Saved entries:
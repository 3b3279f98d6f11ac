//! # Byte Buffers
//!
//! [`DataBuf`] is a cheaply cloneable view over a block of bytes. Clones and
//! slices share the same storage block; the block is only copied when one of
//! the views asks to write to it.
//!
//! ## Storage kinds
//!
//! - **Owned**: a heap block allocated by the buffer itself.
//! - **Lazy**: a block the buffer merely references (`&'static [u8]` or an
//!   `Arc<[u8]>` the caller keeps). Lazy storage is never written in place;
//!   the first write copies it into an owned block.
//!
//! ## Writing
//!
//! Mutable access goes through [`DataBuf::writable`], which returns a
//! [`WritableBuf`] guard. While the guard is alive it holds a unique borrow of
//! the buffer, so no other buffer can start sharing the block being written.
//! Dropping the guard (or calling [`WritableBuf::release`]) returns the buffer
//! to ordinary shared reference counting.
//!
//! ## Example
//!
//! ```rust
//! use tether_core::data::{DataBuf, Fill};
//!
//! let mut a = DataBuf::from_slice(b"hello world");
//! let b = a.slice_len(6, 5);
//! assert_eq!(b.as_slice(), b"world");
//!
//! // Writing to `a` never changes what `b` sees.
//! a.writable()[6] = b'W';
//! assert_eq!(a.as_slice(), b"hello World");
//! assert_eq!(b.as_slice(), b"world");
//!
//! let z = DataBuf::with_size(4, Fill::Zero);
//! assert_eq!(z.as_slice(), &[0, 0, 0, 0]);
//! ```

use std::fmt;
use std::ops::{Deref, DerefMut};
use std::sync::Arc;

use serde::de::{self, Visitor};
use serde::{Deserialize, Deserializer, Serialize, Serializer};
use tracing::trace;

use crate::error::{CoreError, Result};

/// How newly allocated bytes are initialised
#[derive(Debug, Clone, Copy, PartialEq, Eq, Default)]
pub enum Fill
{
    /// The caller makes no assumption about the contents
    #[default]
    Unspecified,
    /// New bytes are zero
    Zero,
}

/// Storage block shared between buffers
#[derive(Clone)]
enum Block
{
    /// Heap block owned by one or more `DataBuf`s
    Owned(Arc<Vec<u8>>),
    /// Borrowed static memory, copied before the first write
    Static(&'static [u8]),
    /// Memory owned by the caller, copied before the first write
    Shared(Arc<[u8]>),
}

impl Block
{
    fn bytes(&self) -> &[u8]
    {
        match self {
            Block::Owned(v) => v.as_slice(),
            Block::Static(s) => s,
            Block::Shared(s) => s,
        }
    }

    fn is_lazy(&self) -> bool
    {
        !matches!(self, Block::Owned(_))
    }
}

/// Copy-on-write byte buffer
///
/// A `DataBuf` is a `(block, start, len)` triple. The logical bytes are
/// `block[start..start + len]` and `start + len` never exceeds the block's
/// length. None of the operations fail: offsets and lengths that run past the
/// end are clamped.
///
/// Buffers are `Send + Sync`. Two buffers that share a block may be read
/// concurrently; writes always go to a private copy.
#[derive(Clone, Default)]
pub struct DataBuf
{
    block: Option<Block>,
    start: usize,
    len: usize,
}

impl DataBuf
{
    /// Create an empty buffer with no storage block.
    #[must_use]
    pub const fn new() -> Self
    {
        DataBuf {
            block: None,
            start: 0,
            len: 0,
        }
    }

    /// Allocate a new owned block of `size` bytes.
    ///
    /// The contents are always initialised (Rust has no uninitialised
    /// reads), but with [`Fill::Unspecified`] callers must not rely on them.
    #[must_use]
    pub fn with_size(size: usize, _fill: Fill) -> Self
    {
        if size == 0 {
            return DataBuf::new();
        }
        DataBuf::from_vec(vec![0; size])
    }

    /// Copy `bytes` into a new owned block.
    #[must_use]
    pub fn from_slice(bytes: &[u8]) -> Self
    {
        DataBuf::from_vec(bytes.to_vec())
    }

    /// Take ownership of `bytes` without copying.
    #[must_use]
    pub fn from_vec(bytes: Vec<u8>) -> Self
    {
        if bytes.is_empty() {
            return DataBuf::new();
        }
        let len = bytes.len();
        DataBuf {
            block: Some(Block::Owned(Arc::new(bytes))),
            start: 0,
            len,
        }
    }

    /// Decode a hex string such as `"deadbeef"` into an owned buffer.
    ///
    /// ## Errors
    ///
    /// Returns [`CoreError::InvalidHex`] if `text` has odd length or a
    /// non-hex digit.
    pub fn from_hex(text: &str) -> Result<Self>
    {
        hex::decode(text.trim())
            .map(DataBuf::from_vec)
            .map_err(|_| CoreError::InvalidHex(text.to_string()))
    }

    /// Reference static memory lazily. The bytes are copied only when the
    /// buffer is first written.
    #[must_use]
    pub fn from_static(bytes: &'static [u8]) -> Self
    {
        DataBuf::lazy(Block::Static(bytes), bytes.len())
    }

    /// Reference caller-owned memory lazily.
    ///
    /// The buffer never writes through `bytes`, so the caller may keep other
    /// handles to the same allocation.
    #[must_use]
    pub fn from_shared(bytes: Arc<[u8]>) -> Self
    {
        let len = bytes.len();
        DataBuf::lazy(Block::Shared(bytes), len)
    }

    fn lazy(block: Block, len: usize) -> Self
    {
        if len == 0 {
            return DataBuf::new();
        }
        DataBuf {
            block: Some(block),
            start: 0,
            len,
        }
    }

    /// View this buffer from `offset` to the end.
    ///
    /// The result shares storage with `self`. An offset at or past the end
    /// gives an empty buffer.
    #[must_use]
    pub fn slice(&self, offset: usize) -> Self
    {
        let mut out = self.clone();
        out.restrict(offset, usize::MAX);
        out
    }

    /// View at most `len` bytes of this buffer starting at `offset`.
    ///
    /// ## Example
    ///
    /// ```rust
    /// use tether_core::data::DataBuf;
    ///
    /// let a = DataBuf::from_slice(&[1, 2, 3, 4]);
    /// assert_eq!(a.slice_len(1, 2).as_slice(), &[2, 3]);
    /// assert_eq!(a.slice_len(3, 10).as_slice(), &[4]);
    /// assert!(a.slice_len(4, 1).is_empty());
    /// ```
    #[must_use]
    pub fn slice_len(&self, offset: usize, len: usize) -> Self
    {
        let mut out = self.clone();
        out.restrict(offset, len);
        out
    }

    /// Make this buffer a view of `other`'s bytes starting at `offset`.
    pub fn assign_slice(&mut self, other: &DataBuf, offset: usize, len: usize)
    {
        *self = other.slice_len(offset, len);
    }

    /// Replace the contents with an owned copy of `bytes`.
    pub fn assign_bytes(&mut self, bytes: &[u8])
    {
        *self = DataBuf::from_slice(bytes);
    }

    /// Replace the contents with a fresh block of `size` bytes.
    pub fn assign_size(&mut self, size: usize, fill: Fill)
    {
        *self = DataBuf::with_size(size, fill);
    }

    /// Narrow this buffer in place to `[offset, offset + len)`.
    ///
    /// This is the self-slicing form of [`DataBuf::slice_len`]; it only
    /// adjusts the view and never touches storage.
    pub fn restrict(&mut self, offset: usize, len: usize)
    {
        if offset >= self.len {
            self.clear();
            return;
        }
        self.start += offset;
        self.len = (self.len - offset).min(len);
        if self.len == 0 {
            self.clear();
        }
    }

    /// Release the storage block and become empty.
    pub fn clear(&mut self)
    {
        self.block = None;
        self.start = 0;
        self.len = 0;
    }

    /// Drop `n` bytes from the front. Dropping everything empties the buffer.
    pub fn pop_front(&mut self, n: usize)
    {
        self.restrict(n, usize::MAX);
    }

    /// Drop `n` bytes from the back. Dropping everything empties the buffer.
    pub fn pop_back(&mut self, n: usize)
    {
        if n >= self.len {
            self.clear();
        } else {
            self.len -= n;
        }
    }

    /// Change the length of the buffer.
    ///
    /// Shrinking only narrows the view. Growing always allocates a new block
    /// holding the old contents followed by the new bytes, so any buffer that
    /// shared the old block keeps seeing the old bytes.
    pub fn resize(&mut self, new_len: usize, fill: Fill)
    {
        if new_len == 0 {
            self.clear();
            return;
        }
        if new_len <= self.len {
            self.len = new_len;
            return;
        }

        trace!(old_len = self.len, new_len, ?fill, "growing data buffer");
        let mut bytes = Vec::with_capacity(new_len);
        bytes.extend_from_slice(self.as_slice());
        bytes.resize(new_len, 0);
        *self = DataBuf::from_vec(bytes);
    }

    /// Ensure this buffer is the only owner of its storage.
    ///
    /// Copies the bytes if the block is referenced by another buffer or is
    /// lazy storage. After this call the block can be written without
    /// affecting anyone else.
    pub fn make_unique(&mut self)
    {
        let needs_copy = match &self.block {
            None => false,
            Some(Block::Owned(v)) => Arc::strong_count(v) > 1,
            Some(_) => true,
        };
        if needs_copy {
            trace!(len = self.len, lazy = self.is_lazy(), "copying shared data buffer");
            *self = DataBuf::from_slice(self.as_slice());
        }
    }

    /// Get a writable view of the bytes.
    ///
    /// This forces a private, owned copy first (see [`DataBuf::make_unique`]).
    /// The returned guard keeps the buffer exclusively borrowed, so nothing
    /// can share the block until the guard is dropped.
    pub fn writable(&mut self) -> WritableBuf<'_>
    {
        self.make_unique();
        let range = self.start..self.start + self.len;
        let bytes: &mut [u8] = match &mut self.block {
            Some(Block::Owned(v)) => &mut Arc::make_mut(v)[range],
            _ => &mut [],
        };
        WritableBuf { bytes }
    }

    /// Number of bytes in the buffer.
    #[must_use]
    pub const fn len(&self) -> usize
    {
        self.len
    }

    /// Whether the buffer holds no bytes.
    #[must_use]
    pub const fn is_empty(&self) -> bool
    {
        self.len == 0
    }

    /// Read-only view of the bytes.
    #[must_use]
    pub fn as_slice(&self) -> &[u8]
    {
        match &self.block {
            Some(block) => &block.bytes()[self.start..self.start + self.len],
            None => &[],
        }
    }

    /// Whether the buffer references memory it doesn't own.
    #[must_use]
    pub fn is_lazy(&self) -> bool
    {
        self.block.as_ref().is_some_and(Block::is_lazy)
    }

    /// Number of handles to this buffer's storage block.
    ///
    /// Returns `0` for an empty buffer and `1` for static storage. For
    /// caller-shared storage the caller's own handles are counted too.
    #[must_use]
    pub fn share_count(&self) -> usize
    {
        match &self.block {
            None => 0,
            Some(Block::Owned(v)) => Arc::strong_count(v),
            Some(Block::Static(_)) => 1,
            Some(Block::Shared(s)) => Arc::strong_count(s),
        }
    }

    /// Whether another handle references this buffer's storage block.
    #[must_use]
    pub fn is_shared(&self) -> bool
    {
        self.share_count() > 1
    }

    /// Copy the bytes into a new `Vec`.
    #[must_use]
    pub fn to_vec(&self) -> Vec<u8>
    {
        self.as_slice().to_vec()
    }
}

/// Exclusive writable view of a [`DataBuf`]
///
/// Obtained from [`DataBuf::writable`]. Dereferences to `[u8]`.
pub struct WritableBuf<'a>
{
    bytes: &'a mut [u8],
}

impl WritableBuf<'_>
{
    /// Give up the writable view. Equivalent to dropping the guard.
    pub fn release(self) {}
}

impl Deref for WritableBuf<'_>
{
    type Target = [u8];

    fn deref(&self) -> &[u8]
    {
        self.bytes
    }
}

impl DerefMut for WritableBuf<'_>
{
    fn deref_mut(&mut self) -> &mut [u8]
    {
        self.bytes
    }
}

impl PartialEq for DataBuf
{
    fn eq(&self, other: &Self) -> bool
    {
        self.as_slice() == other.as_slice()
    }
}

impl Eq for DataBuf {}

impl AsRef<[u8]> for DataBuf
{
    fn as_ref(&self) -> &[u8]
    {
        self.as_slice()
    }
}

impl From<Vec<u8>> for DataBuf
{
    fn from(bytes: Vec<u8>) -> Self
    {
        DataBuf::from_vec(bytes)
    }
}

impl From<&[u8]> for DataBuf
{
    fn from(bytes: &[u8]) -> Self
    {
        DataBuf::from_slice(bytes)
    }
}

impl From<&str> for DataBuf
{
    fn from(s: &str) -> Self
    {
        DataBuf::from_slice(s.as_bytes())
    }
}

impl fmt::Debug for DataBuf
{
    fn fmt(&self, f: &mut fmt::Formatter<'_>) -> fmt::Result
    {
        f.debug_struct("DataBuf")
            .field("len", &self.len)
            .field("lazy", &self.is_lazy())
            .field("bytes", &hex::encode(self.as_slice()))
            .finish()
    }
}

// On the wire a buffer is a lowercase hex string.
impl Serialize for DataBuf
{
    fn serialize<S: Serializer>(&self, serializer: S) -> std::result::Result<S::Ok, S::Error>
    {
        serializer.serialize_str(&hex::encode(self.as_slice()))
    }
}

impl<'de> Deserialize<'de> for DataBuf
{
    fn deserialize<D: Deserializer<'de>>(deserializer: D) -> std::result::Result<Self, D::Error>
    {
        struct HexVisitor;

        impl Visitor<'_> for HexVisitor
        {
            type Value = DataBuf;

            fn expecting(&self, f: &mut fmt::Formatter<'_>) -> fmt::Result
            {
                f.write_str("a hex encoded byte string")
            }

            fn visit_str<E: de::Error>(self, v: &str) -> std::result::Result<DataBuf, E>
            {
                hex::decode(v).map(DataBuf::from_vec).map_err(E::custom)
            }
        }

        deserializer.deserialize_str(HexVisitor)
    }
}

Directions for this task: Print, without alteration, only the lines above between the one holding "the old bytes." and the one holding "buffer or is", inclusive.

Reply to the task:
    /// shared the old block keeps seeing the old bytes.
    pub fn resize(&mut self, new_len: usize, fill: Fill)
    {
        if new_len == 0 {
            self.clear();
            return;
        }
        if new_len <= self.len {
            self.len = new_len;
            return;
        }

        trace!(old_len = self.len, new_len, ?fill, "growing data buffer");
        let mut bytes = Vec::with_capacity(new_len);
        bytes.extend_from_slice(self.as_slice());
        bytes.resize(new_len, 0);
        *self = DataBuf::from_vec(bytes);
    }

    /// Ensure this buffer is the only owner of its storage.
    ///
    /// Copies the bytes if the block is referenced by another buffer or is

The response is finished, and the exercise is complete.